_GIVEN DATA_.
==*==
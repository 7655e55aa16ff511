//! Storage surface used to load executable images.
//!
//! The kernel only needs to open an image by name and read it at an offset.
//! Anything that can do that (a host directory, a disk image, an in-memory
//! table) plugs in through [`FileSystem`].

pub mod noff;
pub mod ramdisk;

pub use ramdisk::RamDisk;

/// A named-file store.
pub trait FileSystem: Send + Sync {
	/// Open `name`, or `None` if it does not exist.
	fn open(&self, name: &str) -> Option<Box<dyn OpenFile>>;
}

/// An open file. Closed when dropped.
pub trait OpenFile: Send {
	/// Read up to `buf.len()` bytes starting at `offset`, returning how many
	/// were read. Reads past the end return 0.
	fn read_at(&self, buf: &mut [u8], offset: usize) -> usize;

	/// File length in bytes.
	fn length(&self) -> usize;
}
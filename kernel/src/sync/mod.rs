// =============================================================================
// SimOS — Kernel Synchronization Primitives
// =============================================================================
//
// Two layers:
//   - `SpinLock` is the atomicity primitive. It masks the simulated interrupt
//     level for short critical sections and never sleeps.
//   - `Semaphore`, `Lock` and `Condition` block the calling kernel thread.
//     All of their bookkeeping happens under a `SpinLock`.
//
// Lock ordering rules:
//   Level 1 (innermost): frame allocator lock, main memory lock
//   Level 2: page table lock
//   Level 3: per-process status lock
//   Level 4: process table lock (the pid sweep reads status under it)
//   Level 5: thread address-space slot (held across an address-space fork)
//   Level 6 (outermost): per-pid `Lock` (join/exit rendezvous)
//
// Take locks from the outermost level inward, and never sleep while
// holding a `SpinLock` guard.
// =============================================================================

pub mod condition;
pub mod lock;
pub mod semaphore;
pub mod spinlock;

pub use condition::Condition;
pub use lock::Lock;
pub use semaphore::Semaphore;
pub use spinlock::{SpinLock, SpinLockGuard};
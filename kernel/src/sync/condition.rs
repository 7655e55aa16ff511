// =============================================================================
// SimOS — Mesa-style Condition Variable
// =============================================================================
//
// Every waiter gets its own one-shot semaphore. `wait` queues it *before*
// releasing the lock, so a signal issued between the release and the P
// still finds the waiter and leaves a unit on its semaphore: no wakeup is
// ever lost.
//
// Signal only makes the waiter runnable. It neither hands over the lock nor
// the core, so waiters re-check their predicate after `wait` returns.
//
// =============================================================================

use std::collections::VecDeque;
use std::sync::Arc;

use crate::sync::lock::Lock;
use crate::sync::semaphore::Semaphore;
use crate::sync::spinlock::SpinLock;

/// A condition variable used together with a [`Lock`].
pub struct Condition {
    name: String,
    waiters: SpinLock<VecDeque<Arc<Semaphore>>>,
}

impl Condition {
    pub fn new(name: &str) -> Self {
        Self {
            name: String::from(name),
            waiters: SpinLock::new(VecDeque::new()),
        }
    }

    pub fn name(&self) -> &str {
        &self.name
    }

    /// Atomically release `lock` and sleep until signalled, then re-acquire
    /// `lock` before returning.
    pub fn wait(&self, lock: &Lock) {
        self.assert_held(lock, "wait");

        let waiter = Arc::new(Semaphore::new(&self.name, 0));
        self.waiters.lock().push_back(Arc::clone(&waiter));

        lock.release();
        waiter.p();
        lock.acquire();
    }

    /// Wake the oldest waiter, if any.
    pub fn signal(&self, lock: &Lock) {
        self.assert_held(lock, "signal");

        let waiter = self.waiters.lock().pop_front();
        if let Some(waiter) = waiter {
            waiter.v();
        }
    }

    /// Wake every thread queued at the time of the call.
    pub fn broadcast(&self, lock: &Lock) {
        while self.waiter_count() > 0 {
            self.signal(lock);
        }
    }

    /// Number of queued waiters.
    pub fn waiter_count(&self) -> usize {
        self.waiters.lock().len()
    }

    fn assert_held(&self, lock: &Lock, op: &str) {
        assert!(
            lock.is_held_by_current_thread(),
            "condition '{}': {} without holding lock '{}'",
            self.name,
            op,
            lock.name()
        );
    }
}

impl core::fmt::Debug for Condition {
    fn fmt(&self, f: &mut core::fmt::Formatter<'_>) -> core::fmt::Result {
        f.debug_struct("Condition")
            .field("name", &self.name)
            .field("waiters", &self.waiter_count())
            .finish()
    }
}
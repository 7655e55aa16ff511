//! Kernel configuration.
//!
//! Compile-time defaults for the simulated machine, plus the runtime
//! [`KernelConfig`] that every component reads its limits from.

/// Size of one page (and one physical frame), in bytes.
pub const PAGE_SIZE: usize = 128;

/// Number of physical frames in main memory.
pub const NUM_PHYS_PAGES: usize = 128;

/// Bytes reserved at the top of every address space for the user stack.
pub const USER_STACK_SIZE: usize = 1024;

/// Size of the process table (and of the pid space).
pub const MAX_NUM_PROCESSES: usize = 200;

/// Longest string (including the terminating NUL) copied in from user space.
pub const MAX_ARG_LEN: usize = 128;

/// Distance kept between the initial stack pointer and the end of the
/// address space, so the first push cannot run off the mapping.
pub const STACK_SAFETY_MARGIN: usize = 16;

/// Limits of one kernel instance.
#[derive(Debug, Clone, Copy, PartialEq, Eq)]
pub struct KernelConfig {
    pub num_phys_pages: usize,
    pub page_size: usize,
    pub user_stack_size: usize,
    pub max_processes: usize,
}

impl Default for KernelConfig {
    fn default() -> Self {
        Self {
            num_phys_pages: NUM_PHYS_PAGES,
            page_size: PAGE_SIZE,
            user_stack_size: USER_STACK_SIZE,
            max_processes: MAX_NUM_PROCESSES,
        }
    }
}

impl KernelConfig {
    pub fn with_phys_pages(mut self, pages: usize) -> Self {
        self.num_phys_pages = pages;
        self
    }

    pub fn with_page_size(mut self, bytes: usize) -> Self {
        assert!(bytes > 0, "page size must be non-zero");
        self.page_size = bytes;
        self
    }

    pub fn with_user_stack_size(mut self, bytes: usize) -> Self {
        self.user_stack_size = bytes;
        self
    }

    pub fn with_max_processes(mut self, count: usize) -> Self {
        self.max_processes = count;
        self
    }

    /// Total bytes of simulated main memory.
    pub fn memory_size(&self) -> usize {
        self.num_phys_pages * self.page_size
    }
}
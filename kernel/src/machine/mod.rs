// =============================================================================
// SimOS — Simulated Machine
// =============================================================================
//
// The hardware surface the kernel drives:
//
//   - Main memory: one byte array of `num_phys_pages * page_size` bytes,
//     shared by every process. Kernel code touches it through physical
//     addresses; user accesses go through the installed page table.
//   - CPU context: the MIPS register file plus the page table the running
//     process installed. Every kernel thread runs on its own host thread,
//     so the CPU context is per execution context, the same way the
//     interrupt level is.
//   - The instruction interpreter is an external collaborator behind the
//     `Processor` trait.
//
// Simulated memory is little-endian.
//
// =============================================================================

pub mod interrupt;

use core::cell::RefCell;
use core::sync::atomic::{AtomicBool, Ordering};
use std::sync::Arc;

use crate::config::KernelConfig;
use crate::kernel::Kernel;
use crate::memory::address::{PhysAddr, VirtAddr};
use crate::memory::vmm::{ExceptionType, PageTable};
use crate::sync::spinlock::SpinLock;

// ── Register file layout ────────────────────────────────────────

/// Number of general purpose registers.
pub const NUM_GP_REGS: usize = 32;
/// User stack pointer.
pub const STACK_REG: usize = 29;
/// Holds the return address for procedure calls.
pub const RET_ADDR_REG: usize = 31;
/// Double register for multiplication results.
pub const HI_REG: usize = 32;
pub const LO_REG: usize = 33;
/// Current program counter.
pub const PC_REG: usize = 34;
/// Next program counter (for branch delay).
pub const NEXT_PC_REG: usize = 35;
/// Previous program counter (for debugging).
pub const PREV_PC_REG: usize = 36;
/// The register target of a delayed load.
pub const LOAD_REG: usize = 37;
/// The value to be loaded on a delayed load.
pub const LOAD_VALUE_REG: usize = 38;
/// The failing virtual address on an exception.
pub const BAD_VADDR_REG: usize = 39;
pub const NUM_TOTAL_REGS: usize = 40;

/// System-call code on entry, return value on exit.
pub const RESULT_REG: usize = 2;
/// First of the four argument registers (4..=7).
pub const ARG_REG_BASE: usize = 4;

// ── CPU context ─────────────────────────────────────────────────

struct CpuContext {
    registers: [i32; NUM_TOTAL_REGS],
    page_table: Option<Arc<SpinLock<PageTable>>>,
}

thread_local! {
    static CPU: RefCell<CpuContext> = const {
        RefCell::new(CpuContext {
            registers: [0; NUM_TOTAL_REGS],
            page_table: None,
        })
    };
}

// ── Machine ─────────────────────────────────────────────────────

/// The simulated hardware.
pub struct Machine {
    main_memory: SpinLock<Box<[u8]>>,
    num_phys_pages: usize,
    page_size: usize,
    halted: AtomicBool,
}

impl Machine {
    pub fn new(config: &KernelConfig) -> Self {
        Self {
            main_memory: SpinLock::new(vec![0u8; config.memory_size()].into_boxed_slice()),
            num_phys_pages: config.num_phys_pages,
            page_size: config.page_size,
            halted: AtomicBool::new(false),
        }
    }

    pub fn num_phys_pages(&self) -> usize {
        self.num_phys_pages
    }

    pub fn page_size(&self) -> usize {
        self.page_size
    }

    // ── Registers ───────────────────────────────────────────────

    pub fn read_register(&self, index: usize) -> i32 {
        assert!(index < NUM_TOTAL_REGS, "register {} out of range", index);
        CPU.with(|cpu| cpu.borrow().registers[index])
    }

    pub fn write_register(&self, index: usize, value: i32) {
        assert!(index < NUM_TOTAL_REGS, "register {} out of range", index);
        CPU.with(|cpu| cpu.borrow_mut().registers[index] = value);
    }

    /// Step past the trapping instruction: PrevPC ← PC, PC ← PC + 4,
    /// NextPC ← PC + 8.
    pub fn advance_pc(&self) {
        let pc = self.read_register(PC_REG);
        self.write_register(PREV_PC_REG, pc);
        self.write_register(PC_REG, pc.wrapping_add(4));
        self.write_register(NEXT_PC_REG, pc.wrapping_add(8));
    }

    // ── Page table ──────────────────────────────────────────────

    /// Make `table` the translation used for user accesses on this context.
    pub fn install_page_table(&self, table: Arc<SpinLock<PageTable>>) {
        CPU.with(|cpu| cpu.borrow_mut().page_table = Some(table));
    }

    /// Drop the installed table; every user access faults afterwards.
    pub fn uninstall_page_table(&self) {
        CPU.with(|cpu| cpu.borrow_mut().page_table = None);
    }

    /// Length, in pages, of the installed table.
    pub fn page_table_size(&self) -> usize {
        CPU.with(|cpu| {
            cpu.borrow()
                .page_table
                .as_ref()
                .map_or(0, |table| table.lock().len())
        })
    }

    fn installed_table(&self) -> Option<Arc<SpinLock<PageTable>>> {
        CPU.with(|cpu| cpu.borrow().page_table.clone())
    }

    /// Translate a user access of `size` bytes through the installed table.
    ///
    /// On failure the faulting address lands in `BAD_VADDR_REG`.
    pub fn translate(
        &self,
        vaddr: VirtAddr,
        size: usize,
        is_write: bool,
    ) -> Result<PhysAddr, ExceptionType> {
        let result = if !vaddr.is_aligned(size) {
            Err(ExceptionType::AddressError)
        } else {
            match self.installed_table() {
                Some(table) => table.lock().translate(vaddr, is_write, self.num_phys_pages),
                None => Err(ExceptionType::AddressError),
            }
        };

        if let Err(e) = result {
            log::debug!("machine: {} on {} access at {}", e, size, vaddr);
            self.write_register(BAD_VADDR_REG, vaddr.as_usize() as i32);
        }
        result
    }

    // ── User memory ─────────────────────────────────────────────

    /// Read 1, 2 or 4 bytes at a user address.
    pub fn read_mem(&self, vaddr: VirtAddr, size: usize) -> Result<i32, ExceptionType> {
        assert!(matches!(size, 1 | 2 | 4), "read_mem: bad size {}", size);
        let pa = self.translate(vaddr, size, false)?.as_usize();
        let mem = self.main_memory.lock();
        let value = match size {
            1 => mem[pa] as i32,
            2 => u16::from_le_bytes([mem[pa], mem[pa + 1]]) as i32,
            _ => i32::from_le_bytes([mem[pa], mem[pa + 1], mem[pa + 2], mem[pa + 3]]),
        };
        Ok(value)
    }

    /// Write the low 1, 2 or 4 bytes of `value` at a user address.
    pub fn write_mem(&self, vaddr: VirtAddr, size: usize, value: i32) -> Result<(), ExceptionType> {
        assert!(matches!(size, 1 | 2 | 4), "write_mem: bad size {}", size);
        let pa = self.translate(vaddr, size, true)?.as_usize();
        let bytes = value.to_le_bytes();
        self.main_memory.lock()[pa..pa + size].copy_from_slice(&bytes[..size]);
        Ok(())
    }

    // ── Physical memory ─────────────────────────────────────────

    /// Copy `buf.len()` bytes out of main memory starting at `pa`.
    pub fn read_phys(&self, pa: PhysAddr, buf: &mut [u8]) {
        let start = pa.as_usize();
        buf.copy_from_slice(&self.main_memory.lock()[start..start + buf.len()]);
    }

    /// Copy `data` into main memory starting at `pa`.
    pub fn write_phys(&self, pa: PhysAddr, data: &[u8]) {
        let start = pa.as_usize();
        self.main_memory.lock()[start..start + data.len()].copy_from_slice(data);
    }

    /// Fill a whole frame with zeroes.
    pub fn zero_frame(&self, frame: usize) {
        let start = frame * self.page_size;
        self.main_memory.lock()[start..start + self.page_size].fill(0);
    }

    /// Copy frame `src` over frame `dst`.
    pub fn copy_frame(&self, src: usize, dst: usize) {
        let page = self.page_size;
        self.main_memory
            .lock()
            .copy_within(src * page..(src + 1) * page, dst * page);
    }

    // ── Power ───────────────────────────────────────────────────

    /// Request that the simulation stop.
    pub fn halt(&self) {
        log::info!("machine halting");
        self.halted.store(true, Ordering::Release);
    }

    pub fn is_halted(&self) -> bool {
        self.halted.load(Ordering::Acquire)
    }
}

impl core::fmt::Debug for Machine {
    fn fmt(&self, f: &mut core::fmt::Formatter<'_>) -> core::fmt::Result {
        f.debug_struct("Machine")
            .field("num_phys_pages", &self.num_phys_pages)
            .field("page_size", &self.page_size)
            .field("halted", &self.is_halted())
            .finish()
    }
}

// ── Processor ───────────────────────────────────────────────────

/// The instruction interpreter.
///
/// `run` executes user instructions on the calling context with the
/// current process's table installed, trapping into the kernel (for
/// instance through [`handle_syscall`](crate::syscall::handle_syscall)) as
/// the program requires. It returns when the program stops running on this
/// context.
pub trait Processor: Send + Sync {
    fn run(&self, kernel: &Arc<Kernel>);
}

impl<F> Processor for F
where
    F: Fn(&Arc<Kernel>) + Send + Sync,
{
    fn run(&self, kernel: &Arc<Kernel>) {
        self(kernel)
    }
}

#[cfg(test)]
mod tests {
    use super::*;
    use crate::memory::vmm::{EntryFlags, TranslationEntry};

    fn machine() -> Machine {
        Machine::new(&KernelConfig::default().with_phys_pages(8))
    }

    fn table(frames: &[usize]) -> Arc<SpinLock<PageTable>> {
        let mut pt = PageTable::new(128);
        for (vpn, &frame) in frames.iter().enumerate() {
            pt.push(TranslationEntry::new(vpn, frame));
        }
        Arc::new(SpinLock::new(pt))
    }

    #[test]
    fn advance_pc_shifts_the_window() {
        let m = machine();
        m.write_register(PC_REG, 100);
        m.advance_pc();
        assert_eq!(m.read_register(PREV_PC_REG), 100);
        assert_eq!(m.read_register(PC_REG), 104);
        assert_eq!(m.read_register(NEXT_PC_REG), 108);
    }

    #[test]
    fn user_access_goes_through_the_table() {
        let m = machine();
        m.install_page_table(table(&[3, 5]));
        assert_eq!(m.page_table_size(), 2);

        m.write_mem(VirtAddr::new(128 + 8), 4, 0x1234_5678).unwrap();
        let mut raw = [0u8; 4];
        m.read_phys(PhysAddr::from_frame(5, 8, 128), &mut raw);
        assert_eq!(raw, [0x78, 0x56, 0x34, 0x12]);

        assert_eq!(m.read_mem(VirtAddr::new(128 + 8), 4), Ok(0x1234_5678));
        assert_eq!(m.read_mem(VirtAddr::new(128 + 9), 1), Ok(0x56));
        assert_eq!(m.read_mem(VirtAddr::new(128 + 10), 2), Ok(0x1234));
    }

    #[test]
    fn faults_record_the_bad_address() {
        let m = machine();
        m.install_page_table(table(&[0]));
        assert_eq!(m.read_mem(VirtAddr::new(2), 4), Err(ExceptionType::AddressError));
        assert_eq!(m.read_register(BAD_VADDR_REG), 2);
        assert_eq!(m.read_mem(VirtAddr::new(128), 1), Err(ExceptionType::AddressError));
        assert_eq!(m.read_register(BAD_VADDR_REG), 128);
    }

    #[test]
    fn read_only_pages_reject_writes() {
        let m = machine();
        let pt = table(&[1]);
        pt.lock().entry_mut(0).unwrap().flags.insert(EntryFlags::READ_ONLY);
        m.install_page_table(pt);
        assert_eq!(m.write_mem(VirtAddr::new(0), 1, 7), Err(ExceptionType::ReadOnlyError));
        assert_eq!(m.read_mem(VirtAddr::new(0), 1), Ok(0));
    }

    #[test]
    fn no_table_means_every_access_faults() {
        let m = machine();
        m.uninstall_page_table();
        assert_eq!(m.page_table_size(), 0);
        assert_eq!(m.read_mem(VirtAddr::new(0), 1), Err(ExceptionType::AddressError));
    }

    #[test]
    fn frame_helpers() {
        let m = machine();
        m.write_phys(PhysAddr::from_frame(2, 0, 128), &[9; 128]);
        m.copy_frame(2, 4);
        let mut buf = [0u8; 128];
        m.read_phys(PhysAddr::from_frame(4, 0, 128), &mut buf);
        assert!(buf.iter().all(|&b| b == 9));
        m.zero_frame(4);
        m.read_phys(PhysAddr::from_frame(4, 0, 128), &mut buf);
        assert!(buf.iter().all(|&b| b == 0));
    }

    #[test]
    fn halt_is_sticky() {
        let m = machine();
        assert!(!m.is_halted());
        m.halt();
        assert!(m.is_halted());
    }
}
==*==
_WORK ITEM_.
Reproduce exactly the lines above from the line with "pub const RET_ADDR_REG: usize = 31;" to the line with "pub fn read_register(&self, index: usize)", including both, and add nothing.

_RESPONSE AREA_.
pub const RET_ADDR_REG: usize = 31;
/// Double register for multiplication results.
pub const HI_REG: usize = 32;
pub const LO_REG: usize = 33;
/// Current program counter.
pub const PC_REG: usize = 34;
/// Next program counter (for branch delay).
pub const NEXT_PC_REG: usize = 35;
/// Previous program counter (for debugging).
pub const PREV_PC_REG: usize = 36;
/// The register target of a delayed load.
pub const LOAD_REG: usize = 37;
/// The value to be loaded on a delayed load.
pub const LOAD_VALUE_REG: usize = 38;
/// The failing virtual address on an exception.
pub const BAD_VADDR_REG: usize = 39;
pub const NUM_TOTAL_REGS: usize = 40;

/// System-call code on entry, return value on exit.
pub const RESULT_REG: usize = 2;
/// First of the four argument registers (4..=7).
pub const ARG_REG_BASE: usize = 4;

// ── CPU context ─────────────────────────────────────────────────

struct CpuContext {
    registers: [i32; NUM_TOTAL_REGS],
    page_table: Option<Arc<SpinLock<PageTable>>>,
}

thread_local! {
    static CPU: RefCell<CpuContext> = const {
        RefCell::new(CpuContext {
            registers: [0; NUM_TOTAL_REGS],
            page_table: None,
        })
    };
}

// ── Machine ─────────────────────────────────────────────────────

/// The simulated hardware.
pub struct Machine {
    main_memory: SpinLock<Box<[u8]>>,
    num_phys_pages: usize,
    page_size: usize,
    halted: AtomicBool,
}

impl Machine {
    pub fn new(config: &KernelConfig) -> Self {
        Self {
            main_memory: SpinLock::new(vec![0u8; config.memory_size()].into_boxed_slice()),
            num_phys_pages: config.num_phys_pages,
            page_size: config.page_size,
            halted: AtomicBool::new(false),
        }
    }

    pub fn num_phys_pages(&self) -> usize {
        self.num_phys_pages
    }

    pub fn page_size(&self) -> usize {
        self.page_size
    }

    // ── Registers ───────────────────────────────────────────────

    pub fn read_register(&self, index: usize) -> i32 {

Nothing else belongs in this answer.